On lui confirme le fait.
— Je veux parler à Mrs Loveme !
On doit lui objecter que l’heure n’est pas propice à une conversation téléphonique. En effet, si on peut appeler quelqu’un à une plombe du mat à la rigueur, il est de mauvais goût de le relancer à quatre.
— C’est très grave, tranche Estella d’un ton autoritaire.
Le zig qui épousera cette petite fera bien de ne pas oublier sa bonbonne de neuro-vitamine avant de l’emmener en voyage de noces.
— De la part de Miss Estella !
Subjugué, le ou la standardiste du Carlton fait fissa pour sonner la légitime du most famous actor of the world.
On met les deux gonzesses en ligne et voilà que ça jacte en amerlock à toute vibure, tant et si bien que je n’arrive pas à filer le train de la conversation.
Tout ce que je peux glaner, au vol, ce sont des mots. Je reconnais « police » puis « baby » et enfin « morning ». Avant que j’aie fini d’identifier ce dernier mot, Estella a raccroché.
Elle éteint le hall et grimpe finir cette nuit tumultueuse dans son dodo pas encore refroidi. La veinarde !
J’attends un moment, puis, estimant qu’elle ne peut plus m’entendre, je sors de ma planque.
Le Mahousse et sa roue de secours doivent commencer à se faire vieux dans ma charrette fantôme. Il est temps que j’aille les rejoindre…
Je délourde en souplesse. Lorsque je me mets à tutoyer les serrures, vous pouvez faire jouer du Brahms en solo de violon, et l’écouter sans crainte…

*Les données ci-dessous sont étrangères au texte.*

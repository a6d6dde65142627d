//! Agendamento de consultas
//!
//! O conflito de horário considera apenas consultas agendadas ou confirmadas
//! do mesmo médico; a aritmética de intervalos vive em [`crate::agenda`]

use axum::extract::{Path, Query, State};
use axum::http::StatusCode;
use axum::routing::get;
use axum::{Json, Router};
use chrono::{DateTime, Datelike, Duration, NaiveDate, NaiveTime, Utc};
use common_db::models::{Consulta, DiaSemana, HorarioDisponivel, StatusConsulta, TipoConsulta, User};
use serde::{Deserialize, Serialize};
use sqlx::{QueryBuilder, Sqlite, SqlitePool};
use uuid::Uuid;

use crate::agenda::{existe_conflito, gerar_slots};
use crate::auth::UsuarioAtual;
use crate::error::ApiError;
use crate::routes::medicos::buscar_medico;
use crate::routes::pacientes::buscar_paciente_ativo;
use crate::routes::{fim_do_dia, inicio_do_dia, normalizar_paginacao, Pagina};
use crate::state::AppState;

pub fn router() -> Router<AppState> {
    Router::new()
        .route("/", get(listar).post(criar))
        .route("/:id", get(obter).put(atualizar).delete(cancelar))
        .route("/agenda/:medico_id", get(agenda_medico))
        .route("/horarios-disponiveis/", get(horarios_disponiveis))
}

#[derive(Debug, Deserialize)]
struct ListarParams {
    skip: Option<i64>,
    limit: Option<i64>,
    data_inicio: Option<NaiveDate>,
    data_fim: Option<NaiveDate>,
    medico_id: Option<Uuid>,
    status: Option<StatusConsulta>,
}

#[derive(Debug, Deserialize)]
struct ConsultaCreate {
    paciente_id: Uuid,
    medico_id: Uuid,
    data_hora: DateTime<Utc>,
    duracao_minutos: Option<i64>,
    tipo: Option<TipoConsulta>,
    observacoes: Option<String>,
}

#[derive(Debug, Deserialize)]
struct ConsultaUpdate {
    data_hora: Option<DateTime<Utc>>,
    duracao_minutos: Option<i64>,
    tipo: Option<TipoConsulta>,
    status: Option<StatusConsulta>,
    observacoes: Option<String>,
}

/// Linha resumida de consulta para listagens
#[derive(Debug, Serialize, sqlx::FromRow)]
struct ConsultaResumo {
    id: Uuid,
    data_hora: DateTime<Utc>,
    paciente_nome: String,
    medico_nome: String,
    status: StatusConsulta,
    tipo: TipoConsulta,
}

#[derive(Debug, Serialize)]
struct HorarioAgenda {
    data: NaiveDate,
    hora_inicio: NaiveTime,
    hora_fim: NaiveTime,
    medico_id: Uuid,
    medico_nome: String,
    disponivel: bool,
}

#[derive(Debug, Serialize)]
struct AgendaMedico {
    medico_id: Uuid,
    medico_nome: String,
    especialidade: Option<String>,
    consultas: Vec<Consulta>,
    horarios_disponiveis: Vec<HorarioAgenda>,
}

#[derive(Debug, Deserialize)]
struct AgendaParams {
    data: Option<NaiveDate>,
}

#[derive(Debug, Deserialize)]
struct SlotsParams {
    medico_id: Uuid,
    data: NaiveDate,
}

async fn buscar_consulta(pool: &SqlitePool, id: Uuid) -> Result<Consulta, ApiError> {
    let consulta: Option<Consulta> = sqlx::query_as("SELECT * FROM consultas WHERE id = ?")
        .bind(id)
        .fetch_optional(pool)
        .await?;
    consulta.ok_or_else(|| ApiError::nao_encontrado("Consulta não encontrada"))
}

/// Consultas que ocupam a agenda do médico em torno do intervalo candidato
async fn consultas_ocupadas(
    pool: &SqlitePool,
    medico_id: Uuid,
    inicio: DateTime<Utc>,
    fim: DateTime<Utc>,
) -> Result<Vec<Consulta>, ApiError> {
    // Margem de um dia cobre qualquer duração plausível de consulta
    let consultas: Vec<Consulta> = sqlx::query_as(
        r#"
        SELECT * FROM consultas
        WHERE medico_id = ?
          AND status IN ('agendada', 'confirmada')
          AND data_hora >= ?
          AND data_hora < ?
        "#,
    )
    .bind(medico_id)
    .bind(inicio - Duration::days(1))
    .bind(fim)
    .fetch_all(pool)
    .await?;
    Ok(consultas)
}

/// Listar consultas com filtros e paginação
async fn listar(
    State(state): State<AppState>,
    _user: UsuarioAtual,
    Query(params): Query<ListarParams>,
) -> Result<Json<Pagina<ConsultaResumo>>, ApiError> {
    let (skip, limit) = normalizar_paginacao(params.skip, params.limit);

    let mut count_qb: QueryBuilder<Sqlite> =
        QueryBuilder::new("SELECT COUNT(*) FROM consultas c WHERE 1=1");
    let mut qb: QueryBuilder<Sqlite> = QueryBuilder::new(
        r#"
        SELECT c.id, c.data_hora, c.status, c.tipo,
               p.nome AS paciente_nome, u.nome AS medico_nome
        FROM consultas c
        JOIN pacientes p ON p.id = c.paciente_id
        JOIN users u ON u.id = c.medico_id
        WHERE 1=1
        "#,
    );

    for builder in [&mut count_qb, &mut qb] {
        if let Some(data_inicio) = params.data_inicio {
            builder
                .push(" AND c.data_hora >= ")
                .push_bind(inicio_do_dia(data_inicio));
        }
        if let Some(data_fim) = params.data_fim {
            builder
                .push(" AND c.data_hora <= ")
                .push_bind(fim_do_dia(data_fim));
        }
        if let Some(medico_id) = params.medico_id {
            builder.push(" AND c.medico_id = ").push_bind(medico_id);
        }
        if let Some(status) = params.status {
            builder.push(" AND c.status = ").push_bind(status);
        }
    }

    let total: i64 = count_qb.build_query_scalar().fetch_one(&state.pool).await?;

    qb.push(" ORDER BY c.data_hora ASC LIMIT ")
        .push_bind(limit)
        .push(" OFFSET ")
        .push_bind(skip);

    let items: Vec<ConsultaResumo> = qb.build_query_as().fetch_all(&state.pool).await?;

    Ok(Json(Pagina { items, total, skip, limit }))
}

/// Agendar nova consulta
async fn criar(
    State(state): State<AppState>,
    _user: UsuarioAtual,
    Json(payload): Json<ConsultaCreate>,
) -> Result<(StatusCode, Json<Consulta>), ApiError> {
    buscar_paciente_ativo(&state.pool, payload.paciente_id).await?;
    buscar_medico(&state.pool, payload.medico_id).await?;

    let duracao = payload.duracao_minutos.unwrap_or(60);
    if duracao <= 0 {
        return Err(ApiError::validacao("Duração da consulta deve ser positiva"));
    }

    let inicio = payload.data_hora;
    let fim = inicio + Duration::minutes(duracao);

    let ocupadas = consultas_ocupadas(&state.pool, payload.medico_id, inicio, fim).await?;
    if existe_conflito(inicio, fim, &ocupadas, None) {
        return Err(ApiError::validacao("Horário já ocupado por outra consulta"));
    }

    let consulta = Consulta {
        id: Uuid::new_v4(),
        paciente_id: payload.paciente_id,
        medico_id: payload.medico_id,
        data_hora: inicio,
        duracao_minutos: duracao,
        tipo: payload.tipo.unwrap_or(TipoConsulta::PrimeiraConsulta),
        status: StatusConsulta::Agendada,
        observacoes: payload.observacoes,
        created_at: Utc::now(),
        updated_at: None,
    };

    sqlx::query(
        r#"
        INSERT INTO consultas
            (id, paciente_id, medico_id, data_hora, duracao_minutos, tipo, status,
             observacoes, created_at)
        VALUES (?, ?, ?, ?, ?, ?, ?, ?, ?)
        "#,
    )
    .bind(consulta.id)
    .bind(consulta.paciente_id)
    .bind(consulta.medico_id)
    .bind(consulta.data_hora)
    .bind(consulta.duracao_minutos)
    .bind(consulta.tipo)
    .bind(consulta.status)
    .bind(&consulta.observacoes)
    .bind(consulta.created_at)
    .execute(&state.pool)
    .await?;

    Ok((StatusCode::CREATED, Json(consulta)))
}

/// Obter detalhes de uma consulta
async fn obter(
    State(state): State<AppState>,
    _user: UsuarioAtual,
    Path(id): Path<Uuid>,
) -> Result<Json<Consulta>, ApiError> {
    Ok(Json(buscar_consulta(&state.pool, id).await?))
}

/// Atualizar consulta, revalidando o conflito em reagendamentos
async fn atualizar(
    State(state): State<AppState>,
    _user: UsuarioAtual,
    Path(id): Path<Uuid>,
    Json(payload): Json<ConsultaUpdate>,
) -> Result<Json<Consulta>, ApiError> {
    let mut consulta = buscar_consulta(&state.pool, id).await?;

    let novo_inicio = payload.data_hora.unwrap_or(consulta.data_hora);
    let nova_duracao = payload.duracao_minutos.unwrap_or(consulta.duracao_minutos);
    if nova_duracao <= 0 {
        return Err(ApiError::validacao("Duração da consulta deve ser positiva"));
    }

    let reagendada = novo_inicio != consulta.data_hora || nova_duracao != consulta.duracao_minutos;
    if reagendada {
        let novo_fim = novo_inicio + Duration::minutes(nova_duracao);
        let ocupadas =
            consultas_ocupadas(&state.pool, consulta.medico_id, novo_inicio, novo_fim).await?;
        if existe_conflito(novo_inicio, novo_fim, &ocupadas, Some(id)) {
            return Err(ApiError::validacao("Horário já ocupado por outra consulta"));
        }
    }

    consulta.data_hora = novo_inicio;
    consulta.duracao_minutos = nova_duracao;
    if let Some(tipo) = payload.tipo {
        consulta.tipo = tipo;
    }
    if let Some(status) = payload.status {
        consulta.status = status;
    }
    if let Some(observacoes) = payload.observacoes {
        consulta.observacoes = Some(observacoes);
    }
    consulta.updated_at = Some(Utc::now());

    sqlx::query(
        r#"
        UPDATE consultas SET
            data_hora = ?, duracao_minutos = ?, tipo = ?, status = ?,
            observacoes = ?, updated_at = ?
        WHERE id = ?
        "#,
    )
    .bind(consulta.data_hora)
    .bind(consulta.duracao_minutos)
    .bind(consulta.tipo)
    .bind(consulta.status)
    .bind(&consulta.observacoes)
    .bind(consulta.updated_at)
    .bind(id)
    .execute(&state.pool)
    .await?;

    Ok(Json(consulta))
}

/// Cancelar consulta
async fn cancelar(
    State(state): State<AppState>,
    _user: UsuarioAtual,
    Path(id): Path<Uuid>,
) -> Result<StatusCode, ApiError> {
    let resultado = sqlx::query("UPDATE consultas SET status = 'cancelada', updated_at = ? WHERE id = ?")
        .bind(Utc::now())
        .bind(id)
        .execute(&state.pool)
        .await?;

    if resultado.rows_affected() == 0 {
        return Err(ApiError::nao_encontrado("Consulta não encontrada"));
    }

    Ok(StatusCode::NO_CONTENT)
}

/// Janelas semanais ativas do médico para um dia da semana
async fn janelas_do_dia(
    pool: &SqlitePool,
    medico_id: Uuid,
    dia: DiaSemana,
) -> Result<Vec<HorarioDisponivel>, ApiError> {
    let janelas: Vec<HorarioDisponivel> = sqlx::query_as(
        "SELECT * FROM horarios_disponiveis WHERE medico_id = ? AND dia_semana = ? AND ativo = 1",
    )
    .bind(medico_id)
    .bind(dia)
    .fetch_all(pool)
    .await?;
    Ok(janelas)
}

/// Obter agenda de um médico em uma data (padrão: hoje)
async fn agenda_medico(
    State(state): State<AppState>,
    _user: UsuarioAtual,
    Path(medico_id): Path<Uuid>,
    Query(params): Query<AgendaParams>,
) -> Result<Json<AgendaMedico>, ApiError> {
    let data = params.data.unwrap_or_else(|| Utc::now().date_naive());
    let medico: User = buscar_medico(&state.pool, medico_id).await?;

    let consultas: Vec<Consulta> = sqlx::query_as(
        r#"
        SELECT * FROM consultas
        WHERE medico_id = ? AND data_hora >= ? AND data_hora <= ?
        ORDER BY data_hora ASC
        "#,
    )
    .bind(medico_id)
    .bind(inicio_do_dia(data))
    .bind(fim_do_dia(data))
    .fetch_all(&state.pool)
    .await?;

    let dia = DiaSemana::from_weekday(data.weekday());
    let janelas = janelas_do_dia(&state.pool, medico_id, dia).await?;

    let horarios_disponiveis = janelas
        .iter()
        .map(|j| HorarioAgenda {
            data,
            hora_inicio: j.hora_inicio,
            hora_fim: j.hora_fim,
            medico_id,
            medico_nome: medico.nome.clone(),
            disponivel: true,
        })
        .collect();

    Ok(Json(AgendaMedico {
        medico_id,
        medico_nome: medico.nome,
        especialidade: medico.especialidade,
        consultas,
        horarios_disponiveis,
    }))
}

/// Obter os slots de agendamento de um médico em uma data
async fn horarios_disponiveis(
    State(state): State<AppState>,
    _user: UsuarioAtual,
    Query(params): Query<SlotsParams>,
) -> Result<Json<Vec<HorarioAgenda>>, ApiError> {
    let medico: User = buscar_medico(&state.pool, params.medico_id).await?;

    let dia = DiaSemana::from_weekday(params.data.weekday());
    let janelas = janelas_do_dia(&state.pool, params.medico_id, dia).await?;

    let ocupadas: Vec<Consulta> = sqlx::query_as(
        r#"
        SELECT * FROM consultas
        WHERE medico_id = ? AND data_hora >= ? AND data_hora <= ?
          AND status IN ('agendada', 'confirmada')
        "#,
    )
    .bind(params.medico_id)
    .bind(inicio_do_dia(params.data))
    .bind(fim_do_dia(params.data))
    .fetch_all(&state.pool)
    .await?;

    let slots = gerar_slots(params.data, &janelas, &ocupadas);

    let resposta = slots
        .into_iter()
        .map(|s| HorarioAgenda {
            data: s.data,
            hora_inicio: s.hora_inicio,
            hora_fim: s.hora_fim,
            medico_id: params.medico_id,
            medico_nome: medico.nome.clone(),
            disponivel: s.disponivel,
        })
        .collect();

    Ok(Json(resposta))
}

Je retrouve la chouette noye vaporeuse, irisée, dérapante, et supraterrestre. Le plus duraille c’est pour repasser out mais la branche de chêne est là pour un nouveau coup.
J’atterris près de l’auto. Un filet de fumée s’échappe par les vitres baissées. Le Gros et son aide de camp fument pour essayer de se tenir éveillés.